Today, information is currency; it facilitates productivity, exchange, technology and trade. Information is also the building block of the digital economy. Although many countries are gaining expertise and market share, one country, the United States, dominates both the global digital economy and digital trade.

This paper will examine how governments use trade agreements and policies to address cross-border Internet issues and to limit digital protectionism. It explores the imbalance between the United States’ enthusiasm for and its major trade partners’ ambivalence toward the creation of a system of trade rules to govern cross-border information flows. It considers whether trade agreements, although they might seem logical avenues for governing cross-border information flows, are in fact the best place to address these issues.

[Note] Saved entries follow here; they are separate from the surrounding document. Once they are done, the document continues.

//! 2D overlay: spectrum trace and FPS graph.

use super::{GrowableBuffer, UNIFORMS_WGSL};
use crate::overlay::{OverlayBatch, OverlayVertex};
use crate::visuals::BlendMode;

pub const OVERLAY_SHADER: &str = r#"
struct VertexOutput {
    @builtin(position) clip_position: vec4<f32>,
    @location(0) color: vec4<f32>,
};

@vertex
fn vs_main(
    @location(0) position: vec2<f32>,
    @location(1) color: vec4<f32>,
) -> VertexOutput {
    // Pixels with a bottom-left origin to NDC
    let ndc = position / uniforms.viewport * 2.0 - vec2<f32>(1.0, 1.0);
    var out: VertexOutput;
    out.clip_position = vec4<f32>(ndc, 0.0, 1.0);
    out.color = color;
    return out;
}

@fragment
fn fs_main(in: VertexOutput) -> @location(0) vec4<f32> {
    return in.color;
}
"#;

pub struct OverlayPass {
    triangle_pipeline: wgpu::RenderPipeline,
    line_pipeline: wgpu::RenderPipeline,
    triangles: GrowableBuffer,
    lines: GrowableBuffer,
    triangle_count: u32,
    line_count: u32,
}

impl OverlayPass {
    pub fn new(
        device: &wgpu::Device,
        uniform_layout: &wgpu::BindGroupLayout,
        surface_format: wgpu::TextureFormat,
    ) -> Self {
        let shader = device.create_shader_module(wgpu::ShaderModuleDescriptor {
            label: Some("Overlay Shader"),
            source: wgpu::ShaderSource::Wgsl(format!("{}{}", UNIFORMS_WGSL, OVERLAY_SHADER).into()),
        });

        let pipeline_layout = device.create_pipeline_layout(&wgpu::PipelineLayoutDescriptor {
            label: Some("Overlay Pipeline Layout"),
            bind_group_layouts: &[uniform_layout],
            push_constant_ranges: &[],
        });

        let pipeline = |label: &str, topology: wgpu::PrimitiveTopology| {
            device.create_render_pipeline(&wgpu::RenderPipelineDescriptor {
                label: Some(label),
                layout: Some(&pipeline_layout),
                vertex: wgpu::VertexState {
                    module: &shader,
                    entry_point: Some("vs_main"),
                    buffers: &[wgpu::VertexBufferLayout {
                        array_stride: std::mem::size_of::<OverlayVertex>() as wgpu::BufferAddress,
                        step_mode: wgpu::VertexStepMode::Vertex,
                        attributes: &wgpu::vertex_attr_array![0 => Float32x2, 1 => Float32x4],
                    }],
                    compilation_options: Default::default(),
                },
                fragment: Some(wgpu::FragmentState {
                    module: &shader,
                    entry_point: Some("fs_main"),
                    targets: &[Some(wgpu::ColorTargetState {
                        format: surface_format,
                        blend: BlendMode::Alpha.blend_state(),
                        write_mask: wgpu::ColorWrites::ALL,
                    })],
                    compilation_options: Default::default(),
                }),
                primitive: wgpu::PrimitiveState {
                    topology,
                    strip_index_format: None,
                    front_face: wgpu::FrontFace::Ccw,
                    cull_mode: None,
                    polygon_mode: wgpu::PolygonMode::Fill,
                    unclipped_depth: false,
                    conservative: false,
                },
                depth_stencil: None,
                multisample: wgpu::MultisampleState::default(),
                multiview: None,
                cache: None,
            })
        };

        let vertex_size = std::mem::size_of::<OverlayVertex>() as u64;
        Self {
            triangle_pipeline: pipeline("Overlay Triangle Pipeline", wgpu::PrimitiveTopology::TriangleList),
            line_pipeline: pipeline("Overlay Line Pipeline", wgpu::PrimitiveTopology::LineList),
            triangles: GrowableBuffer::new(
                device,
                "Overlay Triangle Buffer",
                wgpu::BufferUsages::VERTEX,
                1024 * vertex_size,
            ),
            lines: GrowableBuffer::new(
                device,
                "Overlay Line Buffer",
                wgpu::BufferUsages::VERTEX,
                1024 * vertex_size,
            ),
            triangle_count: 0,
            line_count: 0,
        }
    }

    pub fn prepare(&mut self, device: &wgpu::Device, queue: &wgpu::Queue, batch: &OverlayBatch) {
        self.triangles
            .write(device, queue, bytemuck::cast_slice(&batch.triangles));
        self.lines.write(device, queue, bytemuck::cast_slice(&batch.lines));
        self.triangle_count = batch.triangles.len() as u32;
        self.line_count = batch.lines.len() as u32;
    }

    pub fn draw(&self, render_pass: &mut wgpu::RenderPass<'_>) {
        if self.triangle_count > 0 {
            render_pass.set_pipeline(&self.triangle_pipeline);
            render_pass.set_vertex_buffer(0, self.triangles.buffer().slice(..));
            render_pass.draw(0..self.triangle_count, 0..1);
        }
        if self.line_count > 0 {
            render_pass.set_pipeline(&self.line_pipeline);
            render_pass.set_vertex_buffer(0, self.lines.buffer().slice(..));
            render_pass.draw(0..self.line_count, 0..1);
        }
    }
}

#[cfg(test)]
mod tests {
    use super::*;
    use crate::gpu::validate_wgsl;

    #[test]
    fn test_overlay_shader_validates() {
        validate_wgsl(&format!("{}{}", UNIFORMS_WGSL, OVERLAY_SHADER)).unwrap();
    }

    #[test]
    fn test_vertex_stride() {
        assert_eq!(std::mem::size_of::<OverlayVertex>(), 24);
    }
}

The paper concludes with several recommendations to government officials. Specifically, policy makers should encourage interoperability and the rule of law, define and challenge barriers to digital trade and do a better job of linking trade with other equally important objectives such as advancing digital rights.

Part of Series

Global Commission on Internet Governance Paper Series

The Global Commission on Internet Governance was established in January 2014 to articulate and advance a strategic vision for the future of Internet governance. The two-year project conducted and supported independent research on internet-related dimensions of global public policy, culminating in an official commission report that articulates concrete policy recommendations for the future of Internet governance.

About the Author

Susan Ariel Aaronson is a CIGI senior fellow, research professor of international affairs at George Washington University and co-principal investigator with the National Science Foundation’s Institute for Trustworthy AI in Law & Society. She is an expert in AI protectionism, public participation in AI governance, extended reality competitiveness, data as a global public good and international economic developments.